Supplies of melons from Mexico and Central America continue to be slim. “There’s a bit more available than what had been out there on the market but it’s still a tight market. It’s across the board on all varieties and it’s been like this this whole winter season, starting in January,” says Lance Peterson of Super Starr International, noting it carries honeydew, cantaloupe and yellow canary melons.
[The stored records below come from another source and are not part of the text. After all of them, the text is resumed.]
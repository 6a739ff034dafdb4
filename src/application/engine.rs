//! SurveyEngine - The bounded dialogue loop of a single turn.
//!
//! Each round renders the prompt, calls the model and debits the reported
//! usage. A text answer ends the turn. A directive batch is applied, checked
//! for the completion edge and followed by another round. The loop gives up
//! after `max_rounds` directive rounds.
//!
//! A full-record job the queue refused stays pending on the state and is
//! offered again at the start of the next turn.

use std::sync::Arc;

use crate::domain::foundation::ConversationId;
use crate::domain::handoff::{FullRecordJob, Job};
use crate::domain::survey::{
    apply_batch, set_field_tool, CompletionCheck, InterviewState, PromptBuilder, SurveyDefinition,
    SurveyError,
};
use crate::ports::{ModelBackend, ModelError, ModelOutcome, ModelRequest, StoreError, TaskQueue};

/// Errors that end a turn without an answer.
#[derive(Debug, thiserror::Error)]
pub enum TurnError {
    #[error(transparent)]
    Survey(#[from] SurveyError),

    #[error("model backend error: {0}")]
    Model(#[from] ModelError),

    #[error("storage error: {0}")]
    Store(#[from] StoreError),
}

/// Loop bounds for the engine.
#[derive(Debug, Clone, Copy, PartialEq, Eq)]
pub struct EngineSettings {
    pub history_limit: usize,
    pub max_rounds: u32,
}

impl Default for EngineSettings {
    fn default() -> Self {
        Self {
            history_limit: 7_000,
            max_rounds: 3,
        }
    }
}

pub struct SurveyEngine {
    backend: Arc<dyn ModelBackend>,
    queue: Arc<dyn TaskQueue>,
    prompt: PromptBuilder,
    max_rounds: u32,
}

impl SurveyEngine {
    pub fn new(
        backend: Arc<dyn ModelBackend>,
        queue: Arc<dyn TaskQueue>,
        settings: EngineSettings,
    ) -> Self {
        Self {
            backend,
            queue,
            prompt: PromptBuilder::new(settings.history_limit),
            max_rounds: settings.max_rounds,
        }
    }

    /// Runs rounds until the model answers in text.
    ///
    /// `state` already holds the user's utterance. It is mutated in place,
    /// including on error, and the caller persists it either way.
    pub async fn advance(
        &self,
        conversation_id: &ConversationId,
        definition: &SurveyDefinition,
        state: &mut InterviewState,
    ) -> Result<String, TurnError> {
        let registry = &definition.fields;
        let tool = set_field_tool(registry);
        let mut round = 0;

        if state.delivery_pending {
            self.enqueue_full_record(conversation_id, definition, state).await;
        }

        loop {
            if round >= self.max_rounds {
                tracing::warn!(conversation_id = %conversation_id, rounds = round, "directive loop exceeded");
                return Err(SurveyError::loop_exceeded(round).into());
            }

            let mut request = ModelRequest::new(self.prompt.build(registry, &definition.prompt, state));
            if let Some(tool) = &tool {
                request = request.with_tool(tool.clone());
            }

            let reply = self.backend.complete(request).await?;
            let balance = state.debit(i64::from(reply.usage.total_tokens));
            tracing::debug!(
                conversation_id = %conversation_id,
                round,
                tokens = reply.usage.total_tokens,
                balance,
                "model replied"
            );

            match reply.outcome {
                ModelOutcome::Answer(text) => {
                    state.push_assistant(text.clone());
                    return Ok(text);
                }
                ModelOutcome::Directives { content, calls } => {
                    let check = CompletionCheck::begin(registry, state);
                    let report = apply_batch(registry, state, content, calls);
                    for (call_id, rejection) in &report.rejected {
                        tracing::warn!(
                            conversation_id = %conversation_id,
                            call_id = %call_id,
                            reason = %rejection,
                            "directive rejected"
                        );
                    }
                    if check.finish(registry, state) {
                        self.enqueue_full_record(conversation_id, definition, state).await;
                    }
                    round += 1;
                }
                ModelOutcome::Empty => {
                    tracing::warn!(conversation_id = %conversation_id, round, "model returned nothing");
                    return Err(SurveyError::EmptyAnswer.into());
                }
            }
        }
    }

    async fn enqueue_full_record(
        &self,
        conversation_id: &ConversationId,
        definition: &SurveyDefinition,
        state: &mut InterviewState,
    ) {
        let job = FullRecordJob::snapshot(conversation_id.clone(), &definition.fields, state);
        match self.queue.enqueue(Job::DeliverFullRecord(job)).await {
            Ok(job_id) => {
                state.delivery_pending = false;
                tracing::info!(conversation_id = %conversation_id, job_id = %job_id, "survey completed")
            }
            Err(e) => {
                state.delivery_pending = true;
                tracing::error!(
                    conversation_id = %conversation_id,
                    error = %e,
                    "failed to enqueue full record, will retry next turn"
                )
            }
        }
    }
}

#[cfg(test)]
mod tests {
    use super::*;
    use crate::adapters::ai::{MockError, MockModelBackend};
    use crate::adapters::queue::InMemoryTaskQueue;
    use crate::domain::survey::{FieldRegistry, PromptTemplate, ToolCall, SET_FIELD_TOOL};
    use crate::domain::foundation::JobId;
    use crate::domain::handoff::FailedJob;
    use crate::ports::{ModelReply, QueueError, TokenUsage};
    use std::sync::atomic::{AtomicUsize, Ordering};

    /// Refuses the first `refusals` jobs, then records them.
    struct RefusingQueue {
        refusals: AtomicUsize,
        inner: InMemoryTaskQueue,
    }

    #[async_trait::async_trait]
    impl TaskQueue for RefusingQueue {
        async fn enqueue(&self, job: Job) -> Result<JobId, QueueError> {
            if self
                .refusals
                .fetch_update(Ordering::SeqCst, Ordering::SeqCst, |n| n.checked_sub(1))
                .is_ok()
            {
                return Err(QueueError::Full);
            }
            self.inner.enqueue(job).await
        }

        async fn failures(&self) -> Vec<FailedJob> {
            Vec::new()
        }
    }

    fn definition() -> SurveyDefinition {
        SurveyDefinition::new(
            FieldRegistry::new(vec!["name".to_string(), "email".to_string()]),
            PromptTemplate::new("Collect:\n{data}").unwrap(),
        )
    }

    fn id() -> ConversationId {
        ConversationId::new("42").unwrap()
    }

    fn engine(backend: &MockModelBackend, queue: &InMemoryTaskQueue) -> SurveyEngine {
        SurveyEngine::new(
            Arc::new(backend.clone()),
            Arc::new(queue.clone()),
            EngineSettings::default(),
        )
    }

    fn user_state(text: &str) -> InterviewState {
        let mut state = InterviewState::new(100);
        state.push_user(text);
        state
    }

    #[tokio::test]
    async fn answer_is_recorded_and_debited() {
        let backend = MockModelBackend::new().with_answer("Hi! What's your name?", 7);
        let queue = InMemoryTaskQueue::new();
        let mut state = user_state("hello");

        let answer = engine(&backend, &queue)
            .advance(&id(), &definition(), &mut state)
            .await
            .unwrap();

        assert_eq!(answer, "Hi! What's your name?");
        assert_eq!(state.tokens_remaining, 93);
        assert_eq!(state.history.last().unwrap().content.as_deref(), Some(answer.as_str()));
        assert!(queue.is_empty().await);
    }

    #[tokio::test]
    async fn request_offers_set_field_tool() {
        let backend = MockModelBackend::new().with_answer("ok", 1);
        let queue = InMemoryTaskQueue::new();
        let mut state = user_state("hello");

        engine(&backend, &queue)
            .advance(&id(), &definition(), &mut state)
            .await
            .unwrap();

        let calls = backend.get_calls();
        assert_eq!(calls[0].tools.len(), 1);
        assert_eq!(calls[0].tools[0].name(), SET_FIELD_TOOL);
        assert!(calls[0].messages[0].content.as_deref().unwrap().contains("[0] - name"));
    }

    #[tokio::test]
    async fn empty_registry_sends_no_tools() {
        let backend = MockModelBackend::new().with_answer("ok", 1);
        let queue = InMemoryTaskQueue::new();
        let definition = SurveyDefinition::new(
            FieldRegistry::default(),
            PromptTemplate::new("{data}").unwrap(),
        );
        let mut state = user_state("hello");

        engine(&backend, &queue)
            .advance(&id(), &definition, &mut state)
            .await
            .unwrap();

        assert!(backend.get_calls()[0].tools.is_empty());
    }

    #[tokio::test]
    async fn directives_loop_until_bound() {
        let call = ToolCall::new("c", SET_FIELD_TOOL, r#"{"index":0,"value":"Ana"}"#);
        let backend = MockModelBackend::new()
            .with_fallback(ModelReply::directives(vec![call], TokenUsage::total(1)));
        let queue = InMemoryTaskQueue::new();
        let mut state = user_state("hello");

        let result = engine(&backend, &queue)
            .advance(&id(), &definition(), &mut state)
            .await;

        assert!(matches!(
            result,
            Err(TurnError::Survey(SurveyError::LoopExceeded { rounds: 3 }))
        ));
        assert_eq!(backend.call_count(), 3);
        assert_eq!(state.tokens_remaining, 97);
        assert_eq!(state.field_value(0), Some("Ana"));
    }

    #[tokio::test]
    async fn empty_reply_fails_after_debit() {
        let backend = MockModelBackend::new().with_empty(4);
        let queue = InMemoryTaskQueue::new();
        let mut state = user_state("hello");

        let result = engine(&backend, &queue)
            .advance(&id(), &definition(), &mut state)
            .await;

        assert!(matches!(result, Err(TurnError::Survey(SurveyError::EmptyAnswer))));
        assert_eq!(state.tokens_remaining, 96);
    }

    #[tokio::test]
    async fn completing_batch_enqueues_one_full_record() {
        let calls = vec![
            ToolCall::new("a", SET_FIELD_TOOL, r#"{"index":0,"value":"Ana"}"#),
            ToolCall::new("b", SET_FIELD_TOOL, r#"{"index":1,"value":"a@b.com"}"#),
        ];
        let backend = MockModelBackend::new()
            .with_directives(calls, 10)
            .with_answer("Thanks!", 2);
        let queue = InMemoryTaskQueue::new();
        let mut state = user_state("Ana, a@b.com");
        state.display_name = Some("ana_dev".to_string());

        engine(&backend, &queue)
            .advance(&id(), &definition(), &mut state)
            .await
            .unwrap();

        let jobs = queue.jobs().await;
        assert_eq!(jobs.len(), 1);
        match &jobs[0] {
            Job::DeliverFullRecord(job) => {
                assert_eq!(job.conversation_id, id());
                assert_eq!(job.display_name.as_deref(), Some("ana_dev"));
                assert_eq!(job.values_by_name().get("email").map(String::as_str), Some("a@b.com"));
            }
            other => panic!("unexpected job: {:?}", other),
        }
        assert!(state.completed);
    }

    #[tokio::test]
    async fn backend_errors_propagate() {
        let backend = MockModelBackend::new().with_error(MockError::AuthenticationFailed);
        let queue = InMemoryTaskQueue::new();
        let mut state = user_state("hello");

        let result = engine(&backend, &queue)
            .advance(&id(), &definition(), &mut state)
            .await;

        assert!(matches!(result, Err(TurnError::Model(ModelError::AuthenticationFailed))));
        assert_eq!(state.tokens_remaining, 100);
    }

    #[tokio::test]
    async fn refused_full_record_is_replayed_next_turn() {
        let calls = vec![
            ToolCall::new("a", SET_FIELD_TOOL, r#"{"index":0,"value":"Ana"}"#),
            ToolCall::new("b", SET_FIELD_TOOL, r#"{"index":1,"value":"a@b.com"}"#),
        ];
        let backend = MockModelBackend::new()
            .with_directives(calls, 10)
            .with_answer("Thanks!", 2);
        let recorded = InMemoryTaskQueue::new();
        let engine = SurveyEngine::new(
            Arc::new(backend.clone()),
            Arc::new(RefusingQueue {
                refusals: AtomicUsize::new(1),
                inner: recorded.clone(),
            }),
            EngineSettings::default(),
        );
        let mut state = user_state("Ana, a@b.com");

        engine.advance(&id(), &definition(), &mut state).await.unwrap();
        assert!(state.completed);
        assert!(state.delivery_pending);
        assert!(recorded.is_empty().await);

        state.push_user("anything else?");
        engine.advance(&id(), &definition(), &mut state).await.unwrap();
        assert!(!state.delivery_pending);
        let jobs = recorded.jobs().await;
        assert!(matches!(jobs.as_slice(), [Job::DeliverFullRecord(_)]));

        state.push_user("bye");
        engine.advance(&id(), &definition(), &mut state).await.unwrap();
        assert_eq!(recorded.len().await, 1);
    }
}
Central America’s production begins generally in November and runs through March. It then moves to Mexico from mid-December through April after which production shifts again to Arizona, California and some on the U.S. East coast.

Softer demand so far
Meanwhile demand for melons is lighter than normal. “Especially with the amount of fruit available,” says Peterson. Part of that could be the increasing availability of melons. “There are many more varieties available and I think that spreads out demand a bit. Honeydew and cantaloupes are the traditional melons but there are also yellow canaries and we’re starting to see Hami melons,” he says. He notes that on the yellow canary melons particularly, the West Coast has a higher adoption rate to date than the East Coast for this variety.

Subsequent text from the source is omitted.